Теперь молчал Данилов. Что он мог сказать и – как? Можно было написать целый роман и даже не приблизиться...

– Роман, – ответил он просто.

Головин молчал с минуту, потом спросил:

– Ты мне помог. Что хочешь?

– Руку и сердце.

– Без шуток.

– Это не шутка.

– Отвлекись. Я серьезно. Что просишь?

– Прошу? Ничего.

– Все-таки гордый?

– Есть немного.

– "Немного" не бывает. У человека или, есть амбиция, или ее нет. У тебя – есть. Но – не правильная.

– Да?

– Много думаешь о людях. А они о тебе – не думают. И рано или поздно – вытрут ноги.

– В этом мудрость?

– Иронизируешь? Корнилов тоже ироничен. И умен. Что в итоге? Поговорю с ним, даже не по душам, а так, для порядку... И – в мешок. – Головин помолчал, закончил:

– Нет никакой мудрости. Есть лишь здравый смысл.

– И в чем смысл?

– Снова ерничаешь?

– Нет, – честно отозвался Олег. – Искренне пытаюсь понять.

– Жизнь – это поезд.

Глава 98

– Жизнь – это поезд, – повторил Головин, взгляд его остановился, и вспоминал он сейчас что-то совсем далекое и, наверное, так до конца и не сбывшееся. Но вскоре взгляд прояснился, стал прежним: прямым и цепким.

– Хорошее сравнение, – сказал Олег. – Главное – «свежее».

– Мне не до сравнений. Был я аспирант. Возвращался с юга с подругой, денег в обрез, но – заначка была.
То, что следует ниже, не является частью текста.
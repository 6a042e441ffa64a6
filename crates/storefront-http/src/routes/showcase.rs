//! Showcase endpoints — public, read-only product listing for
//! storefront and mobile clients.

use axum::Json;
use axum::extract::{Path, Query, State};
use storefront_domain::ShowcaseQuery;
use surrealdb::Connection;
use uuid::Uuid;

use crate::dto::{PageResponse, ProductResponse, ShowcaseListQuery, ShowcaseProductResponse};
use crate::error::ApiError;
use crate::state::AppState;
use crate::tenant::TenantId;

/// `GET /api/v1/showcase/products` — paginated listing with optional
/// search term, brand, and category filters. Page size is capped at
/// 100 by the showcase service.
pub async fn list<C: Connection>(
    State(state): State<AppState<C>>,
    TenantId(tenant_id): TenantId,
    Query(query): Query<ShowcaseListQuery>,
) -> Result<Json<PageResponse<ProductResponse>>, ApiError> {
    let page = state
        .showcase
        .list_products(
            tenant_id,
            ShowcaseQuery {
                page: query.page,
                size: query.size,
                search: query.search,
                brand_id: query.brand_id,
                category_id: query.category_id,
            },
        )
        .await?;
    Ok(Json(PageResponse::from_result(page, Into::into)))
}

/// `GET /api/v1/showcase/products/{id}` — full product details with
/// all variants and prices.
pub async fn details<C: Connection>(
    State(state): State<AppState<C>>,
    TenantId(tenant_id): TenantId,
    Path(id): Path<Uuid>,
) -> Result<Json<ShowcaseProductResponse>, ApiError> {
    let (product, variants) = state.showcase.get_product_details(tenant_id, id).await?;
    Ok(Json(ShowcaseProductResponse {
        product: product.into(),
        variants: variants.into_iter().map(Into::into).collect(),
    }))
}
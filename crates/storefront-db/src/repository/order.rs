//! SurrealDB implementation of [`OrderRepository`].
//!
//! The table is named `orders` because `order` collides with the
//! ORDER BY keyword in SurrealQL. Items are embedded like cart items;
//! orders are immutable after creation except for their status.

use chrono::{DateTime, Utc};
use storefront_core::error::StorefrontResult;
use storefront_core::models::order::{Order, OrderItem, OrderStatus};
use storefront_core::repository::{OrderDraft, OrderRepository, PaginatedResult, Pagination};
use surrealdb::{Connection, Surreal};
use surrealdb_types::SurrealValue;
use uuid::Uuid;

use crate::error::DbError;

fn parse_uuid(value: &str, what: &str) -> Result<Uuid, DbError> {
    Uuid::parse_str(value).map_err(|e| DbError::Decode(format!("invalid {what} UUID: {e}")))
}

fn parse_status(s: &str) -> Result<OrderStatus, DbError> {
    OrderStatus::parse(s).ok_or_else(|| DbError::Decode(format!("unknown order status: {s}")))
}

fn status_to_string(s: OrderStatus) -> &'static str {
    match s {
        OrderStatus::Pending => "Pending",
        OrderStatus::Confirmed => "Confirmed",
        OrderStatus::Processing => "Processing",
        OrderStatus::Shipped => "Shipped",
        OrderStatus::Delivered => "Delivered",
        OrderStatus::Cancelled => "Cancelled",
    }
}

/// Embedded item object as stored in the `items` array field.
#[derive(Debug, Clone, SurrealValue)]
struct OrderItemRow {
    id: String,
    product_id: String,
    variant_id: String,
    quantity: u32,
    unit_price: String,
    currency: String,
}

impl OrderItemRow {
    fn try_into_item(self) -> Result<OrderItem, DbError> {
        Ok(OrderItem {
            id: parse_uuid(&self.id, "item")?,
            product_id: parse_uuid(&self.product_id, "product")?,
            variant_id: parse_uuid(&self.variant_id, "variant")?,
            quantity: self.quantity,
            unit_price: self
                .unit_price
                .parse()
                .map_err(|e| DbError::Decode(format!("invalid unit price: {e}")))?,
            currency: self.currency,
        })
    }
}

/// DB-side row struct for queries where the UUID is already known.
#[derive(Debug, SurrealValue)]
struct OrderRow {
    tenant_id: String,
    cart_id: String,
    customer_id: String,
    status: String,
    items: Vec<OrderItemRow>,
    total: String,
    currency: String,
    created_at: DateTime<Utc>,
    updated_at: DateTime<Utc>,
}

impl OrderRow {
    fn into_order(self, id: Uuid) -> Result<Order, DbError> {
        Ok(Order {
            id,
            tenant_id: parse_uuid(&self.tenant_id, "tenant")?,
            cart_id: parse_uuid(&self.cart_id, "cart")?,
            customer_id: parse_uuid(&self.customer_id, "customer")?,
            status: parse_status(&self.status)?,
            items: self
                .items
                .into_iter()
                .map(OrderItemRow::try_into_item)
                .collect::<Result<Vec<_>, _>>()?,
            total: self
                .total
                .parse()
                .map_err(|e| DbError::Decode(format!("invalid total: {e}")))?,
            currency: self.currency,
            created_at: self.created_at,
            updated_at: self.updated_at,
        })
    }
}

/// DB-side row struct that includes the record ID via `meta::id(id)`.
#[derive(Debug, SurrealValue)]
struct OrderRowWithId {
    record_id: String,
    tenant_id: String,
    cart_id: String,
    customer_id: String,
    status: String,
    items: Vec<OrderItemRow>,
    total: String,
    currency: String,
    created_at: DateTime<Utc>,
    updated_at: DateTime<Utc>,
}

impl OrderRowWithId {
    fn try_into_order(self) -> Result<Order, DbError> {
        let id = parse_uuid(&self.record_id, "order")?;
        OrderRow {
            tenant_id: self.tenant_id,
            cart_id: self.cart_id,
            customer_id: self.customer_id,
            status: self.status,
            items: self.items,
            total: self.total,
            currency: self.currency,
            created_at: self.created_at,
            updated_at: self.updated_at,
        }
        .into_order(id)
    }
}

/// Row struct for count queries.
#[derive(Debug, SurrealValue)]
struct CountRow {
    total: u64,
}

/// SurrealDB implementation of the Order repository.
#[derive(Clone)]
pub struct SurrealOrderRepository<C: Connection> {
    db: Surreal<C>,
}

impl<C: Connection> SurrealOrderRepository<C> {
    pub fn new(db: Surreal<C>) -> Self {
        Self { db }
    }

    async fn list_page(
        &self,
        where_clause: &str,
        binds: Vec<(&'static str, String)>,
        pagination: Pagination,
    ) -> Result<PaginatedResult<Order>, DbError> {
        let count_query =
            format!("SELECT count() AS total FROM orders WHERE {where_clause} GROUP ALL");
        let page_query = format!(
            "SELECT meta::id(id) AS record_id, * FROM orders \
             WHERE {where_clause} \
             ORDER BY created_at ASC \
             LIMIT $limit START $offset"
        );

        let mut count_builder = self.db.query(&count_query);
        for (name, value) in &binds {
            count_builder = count_builder.bind((*name, value.clone()));
        }
        let mut count_result = count_builder.await?;
        let count_rows: Vec<CountRow> = count_result.take(0)?;
        let total = count_rows.first().map(|r| r.total).unwrap_or(0);

        let mut page_builder = self
            .db
            .query(&page_query)
            .bind(("limit", pagination.limit))
            .bind(("offset", pagination.offset));
        for (name, value) in binds {
            page_builder = page_builder.bind((name, value));
        }
        let mut result = page_builder.await?;

        let rows: Vec<OrderRowWithId> = result.take(0)?;
        let items = rows
            .into_iter()
            .map(|row| row.try_into_order())
            .collect::<Result<Vec<_>, DbError>>()?;

        Ok(PaginatedResult {
            items,
            total,
            offset: pagination.offset,
            limit: pagination.limit,
        })
    }
}

impl<C: Connection> OrderRepository for SurrealOrderRepository<C> {
    async fn create(&self, draft: OrderDraft) -> StorefrontResult<Order> {
        let id = Uuid::new_v4();
        let id_str = id.to_string();

        let item_rows: Vec<OrderItemRow> = draft
            .items
            .iter()
            .map(|item| OrderItemRow {
                id: Uuid::new_v4().to_string(),
                product_id: item.product_id.to_string(),
                variant_id: item.variant_id.to_string(),
                quantity: item.quantity,
                unit_price: item.unit_price.to_string(),
                currency: item.currency.clone(),
            })
            .collect();

        let result = self
            .db
            .query(
                "CREATE type::record('orders', $id) SET \
                 tenant_id = $tenant_id, \
                 cart_id = $cart_id, \
                 customer_id = $customer_id, \
                 status = 'Pending', \
                 items = $items, \
                 total = $total, \
                 currency = $currency",
            )
            .bind(("id", id_str.clone()))
            .bind(("tenant_id", draft.tenant_id.to_string()))
            .bind(("cart_id", draft.cart_id.to_string()))
            .bind(("customer_id", draft.customer_id.to_string()))
            .bind(("items", item_rows))
            .bind(("total", draft.total.to_string()))
            .bind(("currency", draft.currency))
            .await
            .map_err(DbError::from)?;

        let mut result = result.check().map_err(|e| DbError::Decode(e.to_string()))?;

        let rows: Vec<OrderRow> = result.take(0).map_err(DbError::from)?;
        let row = rows.into_iter().next().ok_or_else(|| DbError::NotFound {
            entity: "order".into(),
            id: id_str,
        })?;

        Ok(row.into_order(id)?)
    }

    async fn get_by_id(&self, tenant_id: Uuid, id: Uuid) -> StorefrontResult<Order> {
        let id_str = id.to_string();

        let mut result = self
            .db
            .query(
                "SELECT * FROM type::record('orders', $id) \
                 WHERE tenant_id = $tenant_id",
            )
            .bind(("id", id_str.clone()))
            .bind(("tenant_id", tenant_id.to_string()))
            .await
            .map_err(DbError::from)?;

        let rows: Vec<OrderRow> = result.take(0).map_err(DbError::from)?;
        let row = rows.into_iter().next().ok_or_else(|| DbError::NotFound {
            entity: "order".into(),
            id: id_str,
        })?;

        Ok(row.into_order(id)?)
    }

    async fn list(
        &self,
        tenant_id: Uuid,
        pagination: Pagination,
    ) -> StorefrontResult<PaginatedResult<Order>> {
        Ok(self
            .list_page(
                "tenant_id = $tenant_id",
                vec![("tenant_id", tenant_id.to_string())],
                pagination,
            )
            .await?)
    }

    async fn list_by_customer(
        &self,
        tenant_id: Uuid,
        customer_id: Uuid,
        pagination: Pagination,
    ) -> StorefrontResult<PaginatedResult<Order>> {
        Ok(self
            .list_page(
                "tenant_id = $tenant_id AND customer_id = $customer_id",
                vec![
                    ("tenant_id", tenant_id.to_string()),
                    ("customer_id", customer_id.to_string()),
                ],
                pagination,
            )
            .await?)
    }

    async fn list_by_status(
        &self,
        tenant_id: Uuid,
        status: OrderStatus,
        pagination: Pagination,
    ) -> StorefrontResult<PaginatedResult<Order>> {
        Ok(self
            .list_page(
                "tenant_id = $tenant_id AND status = $status",
                vec![
                    ("tenant_id", tenant_id.to_string()),
                    ("status", status_to_string(status).to_string()),
                ],
                pagination,
            )
            .await?)
    }

    async fn set_status(
        &self,
        tenant_id: Uuid,
        id: Uuid,
        status: OrderStatus,
    ) -> StorefrontResult<Order> {
        let id_str = id.to_string();

        let result = self
            .db
            .query(
                "UPDATE type::record('orders', $id) SET \
                 status = $status, updated_at = time::now() \
                 WHERE tenant_id = $tenant_id",
            )
            .bind(("id", id_str.clone()))
            .bind(("tenant_id", tenant_id.to_string()))
            .bind(("status", status_to_string(status).to_string()))
            .await
            .map_err(DbError::from)?;

        let mut result = result.check().map_err(|e| DbError::Decode(e.to_string()))?;

        let rows: Vec<OrderRow> = result.take(0).map_err(DbError::from)?;
        let row = rows.into_iter().next().ok_or_else(|| DbError::NotFound {
            entity: "order".into(),
            id: id_str,
        })?;

        Ok(row.into_order(id)?)
    }
}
– Почерк будущего миллиардера.

– Не перебивай. Был я романтик. Можно было ехать через Джанкой, весь жаркий день трястись в скверном вагоне, потом – штурмовать кассы или с проводником договариваться. А я купил спальный. Решил подарить себе день у моря. Себе и ей. Люблю море.

– Широкий жест.

– На эти деньги тогда в Москве можно было месяц жить. Но хотелось поплавать. И позагорать. День у моря был мне тогда нужен. Без него все три недели – как не были. Понимаешь?

– Да, – искренне кивнул Олег. – Это – понимаю.

– Люблю море. Оно было замечательным. Изумрудным. Теплым. Я нырял и нырял.

А потом мы с Наташей пили горячий крепкий чай в буфете водной станции. И немного вина.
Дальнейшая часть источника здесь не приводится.